Despite the advances that came thick and fast in the 1990s, drugs that can stop the progression of Alzheimer's or Parkinson's diseases have not advanced much beyond the drawing board. And other than genetic testing for rare familial forms, ways to detect these diseases early on have not yet been developed. Meanwhile, the incidence of both diseases is demographically programmed to soar: The Baby Boom generation—the bulge of babies born in the aftermath of World War II—will soon be growing old.

The prevalence of Alzheimer's disease doubles every five years after age 65, according to the National Institute on Aging (NIA), and the disease currently afflicts more than 4 million people in the U.S. Parkinson's disease, too, is largely a disorder of the elderly, afflicting an estimated 500,000 people in the U.S., according to the National Institute of Neurological Disorders & Stroke.

Genes underlying Alzheimer's, Parkinson's, and several other neurodegenerative diseases have now been discovered and the proteins they encode identified. A common theme has emerged: Each of the diseases is associated with the overproduction of a protein that either misfolds or polymerizes into aggregates within or around nerve cells.

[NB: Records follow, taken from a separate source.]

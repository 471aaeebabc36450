//! Tasks: the schedulable unit.
//!
//! The task set is an arena keyed by tid (a balanced tree, so `get_task` is
//! O(log n)); all cross-references between tasks are tids, never pointers.
//! User pids live in `1..MAX_PID`; kernel threads (the idle task included)
//! get tids from a disjoint high range so the two never collide.

use alloc::collections::BTreeMap;
use alloc::vec::Vec;
use core::sync::atomic::{AtomicU32, Ordering};

use crate::arch::{Context, UserRegs};
use crate::config::{KERNEL_STACK_PAGES, MAX_PID, PAGE_SIZE};
use crate::error::{KernelError, KernelResult};
use crate::mm::frame::FRAME_ALLOCATOR;
use crate::mm::{paging, VirtAddr};
use crate::sync::wobj::WaitObj;

pub type Tid = u32;
pub type Pid = u32;

/// First tid handed to kernel threads.
pub const KTHREAD_TID_BASE: Tid = 10_000;

/// Tid of the boot context, registered at scheduler init.
pub const MAIN_TID: Tid = KTHREAD_TID_BASE;

#[derive(Debug, Clone, Copy, PartialEq, Eq)]
pub enum TaskState {
    Runnable,
    Running,
    Sleeping,
    Zombie,
}

/// A kernel stack with one unmapped guard page on each side.
pub struct KernelStack {
    /// Start of the reservation (the low guard page).
    base: VirtAddr,
    pages: usize,
}

impl KernelStack {
    /// Reserve `KERNEL_STACK_PAGES` + 2 guard pages of hi-vmem and map the
    /// inner pages.
    pub fn alloc() -> KernelResult<Self> {
        let pages = KERNEL_STACK_PAGES;
        let base = paging::hi_vmem_reserve((pages + 2) * PAGE_SIZE)?;

        let mut dummy = paging::PageDirectory::new();
        for i in 0..pages {
            let va = VirtAddr::new(base.as_u64() + ((i + 1) * PAGE_SIZE) as u64);
            let pa = FRAME_ALLOCATOR.lock().alloc_page().ok_or(KernelError::OutOfMemory)?;
            if let Err(e) = paging::map_page(&mut dummy, va, pa, paging::PteFlags::RW) {
                FRAME_ALLOCATOR.lock().free_page(pa);
                paging::unmap_pages_permissive(
                    &mut dummy,
                    VirtAddr::new(base.as_u64() + PAGE_SIZE as u64),
                    i,
                    true,
                );
                paging::hi_vmem_release(base, (pages + 2) * PAGE_SIZE);
                return Err(e);
            }
        }

        Ok(Self { base, pages })
    }

    /// Top of the usable stack (grows down from here).
    pub fn top(&self) -> u64 {
        self.base.as_u64() + ((self.pages + 1) * PAGE_SIZE) as u64
    }

    pub fn free(self) {
        let mut dummy = paging::PageDirectory::new();
        paging::unmap_pages_permissive(
            &mut dummy,
            VirtAddr::new(self.base.as_u64() + PAGE_SIZE as u64),
            self.pages,
            true,
        );
        paging::hi_vmem_release(self.base, (self.pages + 2) * PAGE_SIZE);
    }
}

/// The task control block.
pub struct Task {
    pub tid: Tid,
    pub state: TaskState,
    /// What this task sleeps on, if anything.
    pub wobj: WaitObj,
    /// Tick deadline of the armed wakeup timer, if any.
    pub wakeup_timer: Option<u64>,
    /// Encoded exit status, valid once `Zombie`.
    pub exit_wstatus: i32,
    /// Kernel stack; `None` only for the boot context (it runs on the boot
    /// stack) and after reaping.
    pub kernel_stack: Option<KernelStack>,
    /// Saved kernel context for the dispatcher.
    pub context: Context,
    /// Saved user-mode register frame; `None` for kernel threads.
    pub user_regs: Option<UserRegs>,
    /// Owning process, if this is a user task.
    pub process: Option<Pid>,
    /// Remaining time slice, in ticks.
    pub time_slice: u32,
    /// Total ticks this task has run.
    pub total_ticks: u64,
    /// Tids blocked in `waitpid`/`kthread_join` on this task's exit.
    pub exit_waiters: Vec<Tid>,
    /// vfork parent protocol: this task is stopped until its child execs
    /// or exits.
    pub vfork_stopped: bool,
    /// Stack of fault-resumable catch frames; the trap path consults the
    /// top entry.
    pub fault_frames: Vec<crate::fault::CatchFrame>,
}

impl Task {
    pub fn new(tid: Tid) -> Self {
        Self {
            tid,
            state: TaskState::Runnable,
            wobj: WaitObj::None,
            wakeup_timer: None,
            exit_wstatus: 0,
            kernel_stack: None,
            context: Context::default(),
            user_regs: None,
            process: None,
            time_slice: crate::config::sched_quantum(),
            total_ticks: 0,
            exit_waiters: Vec::new(),
            vfork_stopped: false,
            fault_frames: Vec::new(),
        }
    }

    pub fn is_kernel_thread(&self) -> bool {
        self.process.is_none()
    }
}

static NEXT_KTHREAD_TID: AtomicU32 = AtomicU32::new(KTHREAD_TID_BASE);
static NEXT_PID_HINT: AtomicU32 = AtomicU32::new(1);

/// Allocate a kernel-thread tid.
pub fn alloc_kthread_tid() -> Tid {
    NEXT_KTHREAD_TID.fetch_add(1, Ordering::Relaxed)
}

/// Allocate a user pid: scan from the hint, wrapping once, skipping pids
/// still present in the task table (zombies included).
pub fn alloc_pid(tasks: &BTreeMap<Tid, Task>) -> KernelResult<Pid> {
    let start = NEXT_PID_HINT.load(Ordering::Relaxed);

    for i in 0..MAX_PID {
        let pid = (start + i - 1) % MAX_PID + 1;
        if !tasks.contains_key(&pid) {
            NEXT_PID_HINT.store(pid % MAX_PID + 1, Ordering::Relaxed);
            return Ok(pid);
        }
    }

    Err(KernelError::PidExhausted)
}

#[cfg(test)]
mod tests {
    use super::*;

    #[test]
    fn test_pid_allocation_skips_live_pids() {
        let mut tasks = BTreeMap::new();
        let p1 = alloc_pid(&tasks).unwrap();
        tasks.insert(p1, Task::new(p1));
        let p2 = alloc_pid(&tasks).unwrap();
        assert_ne!(p1, p2);
        assert!(p1 >= 1 && p1 < MAX_PID);
        assert!(p2 >= 1 && p2 < MAX_PID);
    }

    #[test]
    fn test_kthread_tids_disjoint_from_pids() {
        let t = alloc_kthread_tid();
        assert!(t >= KTHREAD_TID_BASE);
        assert!(MAX_PID < KTHREAD_TID_BASE);
    }

    #[test]
    fn test_kernel_stack_has_guard_gap() {
        crate::mm::test_support::mm_test_init();
        let s1 = KernelStack::alloc().unwrap();
        let s2 = KernelStack::alloc().unwrap();

        // The guard page right below the stack top region must not be
        // mapped; the inner pages must be.
        let pd = paging::PageDirectory::new();
        assert!(!paging::is_mapped(&pd, s1.base));
        assert!(paging::is_mapped(
            &pd,
            VirtAddr::new(s1.base.as_u64() + PAGE_SIZE as u64)
        ));
        assert!(!paging::is_mapped(&pd, VirtAddr::new(s1.top())));
        assert!(paging::is_mapped(&pd, VirtAddr::new(s1.top() - 1)));

        assert_ne!(s1.top(), s2.top());
        s1.free();
        s2.free();
    }
}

In Alzheimer's, for example, the culprit is the amyloid -peptide (A), which forms fibrillar deposits in amyloid plaque that invades the brain's seat of memory and cognition before spreading to other areas. In Parkinson's, protein aggregrates called Lewy bodies form in an area of the brain that controls movement, their fibrillar component derived mainly from a protein known as -synuclein. In Huntington's disease, an inherited movement disorder and dementia that afflicts roughly 30,000 people in the U.S., a protein called huntingtin accumulates in fibrillar form within neurons. But the picture is more complicated: Alzheimers' also produces tangles of a protein called tau, and Huntington's packs ubiquitin—a protein that normally tags proteins for destruction—into aggregates of huntingtin.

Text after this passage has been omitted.